Turning to the question of training requirements, Lim also asked the Minister for Sustainability and the Environment whether cooked food stallholders should be required to undergo basic fire safety training before being licensed. Fu did not provide a direct commitment to mandatory pre-licensing training, instead outlining existing outreach efforts.
Fu said the National Environment Agency partners with SCDF and the National Fire and Emergency Preparedness Council to "regularly engage and educate stall operators in hawker centres, including cooked food stallholders, on how to prevent and respond to fire emergencies."
The reply did not specify whether such engagement was compulsory or how frequently individual stallholders were reached, and the Minister did not provide the requested assessment on introducing mandatory training as a licensing condition.
The exchanges follow a series of coffee shop fires this year that drew public attention to the risks faced by such establishments. A fire broke out at a coffee shop in a kitchen exhaust duct at Block 269B Queen Street on the morning of March 19, sending one person to hospital for smoke inhalation and prompting the evacuation of 20 people. SCDF extinguished the blaze with two water jets and later urged stallholders to keep stoves, surrounding areas and exhaust duct openings free from grease and oil stains.
A more serious fire struck a coffee shop at Block 106 Hougang Avenue 1 in the early hours of May 5, with several stalls ablaze and about 40 people evacuated before SCDF's arrival. Five people were taken to hospital for smoke inhalation, and the facades of 12 HDB flats across three levels above the coffee shop were charred.
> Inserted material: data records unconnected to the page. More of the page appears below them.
//! Episode - orchestrates one game from spawn to the last capture
//!
//! Each turn runs, strictly in order:
//! observe -> decide -> move hunter -> captures -> move targets -> captures -> score
//!
//! Targets move against a frozen hunter position, so their order within a turn
//! does not matter.

use rand::SeedableRng;
use rand_chacha::ChaCha8Rng;
use serde::Serialize;
use std::cmp::Ordering;
use std::collections::HashMap;
use std::fmt;
use std::hash::Hash;
use std::sync::Arc;
use std::time::{Duration, Instant};

use crate::core::config::GameConfig;
use crate::core::error::{HuntError, Result};
use crate::core::types::{Direction, Position, Turn};
use crate::game::agent::{Decision, HunterAgent, TurnView};
use crate::game::hunter::HunterState;
use crate::maze::{Cell, Maze};
use crate::target::{next_state, TargetState};

/// What happened during one turn
#[derive(Debug, Clone, PartialEq, Serialize)]
pub struct TurnReport {
    pub turn: Turn,
    pub observations: Vec<u32>,
    /// Move the agent committed in time, if any
    pub hunter_move: Option<Direction>,
    pub hunter_position: Position,
    /// Targets captured this turn, in capture order
    pub captures: Vec<usize>,
    pub alive: usize,
    pub score: i64,
}

/// Final result of an episode
#[derive(Debug, Clone, PartialEq, Serialize)]
pub struct EpisodeSummary {
    pub agent: String,
    pub seed: u64,
    pub turns: Turn,
    pub score: i64,
    pub targets: usize,
    pub captured: usize,
    /// Turn each target was caught on
    pub capture_turns: Vec<Option<Turn>>,
    pub elapsed_secs: f64,
}

impl EpisodeSummary {
    /// Pretty-printed JSON form, as printed by the CLI
    pub fn to_json(&self) -> Result<String> {
        Ok(serde_json::to_string_pretty(self)?)
    }
}

/// One game: maze, hunter, targets, agent and the rules tying them together
pub struct Episode {
    maze: Arc<Maze>,
    hunter: HunterState,
    targets: Vec<TargetState>,
    agent: Box<dyn HunterAgent>,
    config: GameConfig,
    rng: ChaCha8Rng,
    seed: u64,
    turn: Turn,
    score: i64,
    capture_turns: Vec<Option<Turn>>,
    over: bool,
}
The blaze also disrupted power supply to a grocery store, a hair salon, a clinic, a hardware store and nearby ATMs. Lim, together with Aljunied-Hougang Town Council vice-chairman Dennis Tan, visited affected households, while the town council worked to restore power and assess damage to common property.
The broader fire statistics released by SCDF in February provide additional context for the parliamentary exchanges. Total fires in Singapore rose three per cent to 2,050 in 2025, up from 1,990 in 2024, with more than half involving residential buildings. Unattended cooking and electrical faults, including overloaded sockets and wiring issues, remained the top two causes of home fires.
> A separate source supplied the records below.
//! Maze Hunt - Entry Point
//!
//! Plays one episode on the classic maze with the named agent and prints the
//! summary as text or JSON.

use clap::Parser;
use std::path::PathBuf;
use std::process::ExitCode;
use std::sync::Arc;
use std::thread;
use std::time::{Duration, Instant};
use tracing_subscriber::EnvFilter;

use maze_hunt::agents;
use maze_hunt::core::{load_config, GameConfig, Result};
use maze_hunt::game::{Episode, EpisodeSummary};
use maze_hunt::maze::Maze;

/// Maze Hunt - catch hidden targets using noisy range readings
#[derive(Parser, Debug)]
#[command(name = "maze-hunt")]
#[command(about = "Play a maze pursuit episode with a bundled hunter agent")]
struct Args {
    /// Agent to play (greedy, tracker)
    agent: String,

    /// Number of targets
    targets: Option<usize>,

    /// Seconds the agent has to choose each move
    time_limit: Option<f64>,

    /// 0 = observations only, 1 = agent beliefs, 2 = ground truth
    information_level: Option<u8>,

    /// Random seed for deterministic runs
    #[arg(long)]
    seed: Option<u64>,

    /// Game configuration file (TOML)
    #[arg(long)]
    config: Option<PathBuf>,

    /// Pause between turns in seconds; also prints the board each turn
    #[arg(long)]
    delay: Option<f64>,

    /// Turn cap
    #[arg(long)]
    max_turns: Option<u32>,

    /// Output format: text or json
    #[arg(long, default_value = "text")]
    format: String,

    /// Debug-level logging
    #[arg(long, short = 'v')]
    verbose: bool,
}

impl Args {
    /// Config file (or defaults) with command-line overrides applied
    fn game_config(&self) -> Result<GameConfig> {
        let mut config = match &self.config {
            Some(path) => load_config(path)?,
            None => GameConfig::default(),
        };

        if let Some(targets) = self.targets {
            config.targets = targets;
        }
        if let Some(time_limit) = self.time_limit {
            config.time_limit_secs = time_limit;
        }
        if let Some(level) = self.information_level {
            config.information_level = level;
        }
        if let Some(delay) = self.delay {
            config.turn_delay_secs = delay;
        }
        if let Some(max_turns) = self.max_turns {
            config.max_turns = max_turns;
        }
        if self.seed.is_some() {
            config.seed = self.seed;
        }
        // Pin the seed so it can be reported and replayed
        config.seed.get_or_insert_with(rand::random);

        config.validate()?;
        Ok(config)
    }
}

fn main() -> ExitCode {
    let args = Args::parse();

    let default_filter = if args.verbose {
        "maze_hunt=debug"
    } else {
        "maze_hunt=info"
    };
    tracing_subscriber::fmt()
        .with_env_filter(
            EnvFilter::try_from_default_env().unwrap_or_else(|_| EnvFilter::new(default_filter)),
        )
        .with_writer(std::io::stderr)
        .init();

    match run(&args).and_then(|summary| print_summary(&summary, &args.format)) {
        Ok(()) => ExitCode::SUCCESS,
        Err(e) => {
            eprintln!("Error: {}", e);
            if let maze_hunt::core::HuntError::UnknownAgent(_) = e {
                eprintln!("Available agents: {}", agents::AGENT_NAMES.join(", "));
            }
            ExitCode::FAILURE
        }
    }
}

fn run(args: &Args) -> Result<EpisodeSummary> {
    let config = args.game_config()?;
    let maze = Arc::new(Maze::classic());
    let agent = agents::build(&args.agent, &maze, &config)?;

    tracing::info!(
        agent = agent.name(),
        targets = config.targets,
        seed = ?config.seed,
        "starting episode"
    );

    let delay = Duration::from_secs_f64(config.turn_delay_secs);
    let mut episode = Episode::new(maze, agent, config)?;
    let start = Instant::now();

    while !episode.is_over() {
        let report = episode.play_turn()?;
        if !delay.is_zero() {
            eprintln!("Turn {}  Score {}", report.turn, report.score);
            eprintln!("{}", episode);
            thread::sleep(delay);
        }
    }

    Ok(episode.summary(start.elapsed()))
}

fn print_summary(summary: &EpisodeSummary, format: &str) -> Result<()> {
    match format {
        "json" => println!("{}", summary.to_json()?),
        "text" => {
            println!("Episode Result");
            println!("==============");
            println!("Agent: {}", summary.agent);
            println!("Turns: {}", summary.turns);
            println!("Captured: {}/{}", summary.captured, summary.targets);
            for (i, turn) in summary.capture_turns.iter().enumerate() {
                match turn {
                    Some(turn) => println!("  target {}: caught on turn {}", i, turn),
                    None => println!("  target {}: escaped", i),
                }
            }
            println!("Score: {}", summary.score);
            println!("Elapsed: {:.2}s", summary.elapsed_secs);
            println!("Seed: {}", summary.seed);
        }
        _ => {
            eprintln!("Unknown format '{}', defaulting to json", format);
            println!("{}", summary.to_json()?);
        }
    }
    Ok(())
}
Non-residential premises also saw a rise in fire calls, up 13.5 per cent to 471 in 2025. Commercial premises fires increased 12.9 per cent, from 241 to 272 cases, while industrial premises fires rose 27.5 per cent, from 98 to 125.
Fires at social and communal premises fell 2.6 per cent, from 76 to 74. Electrical origins accounted for 43.5 per cent of non-residential fires in 2025, and SCDF said it would continue working with the National Fire and Emergency Preparedness Council, building owners and fire safety managers on outreach programmes and enforcement checks.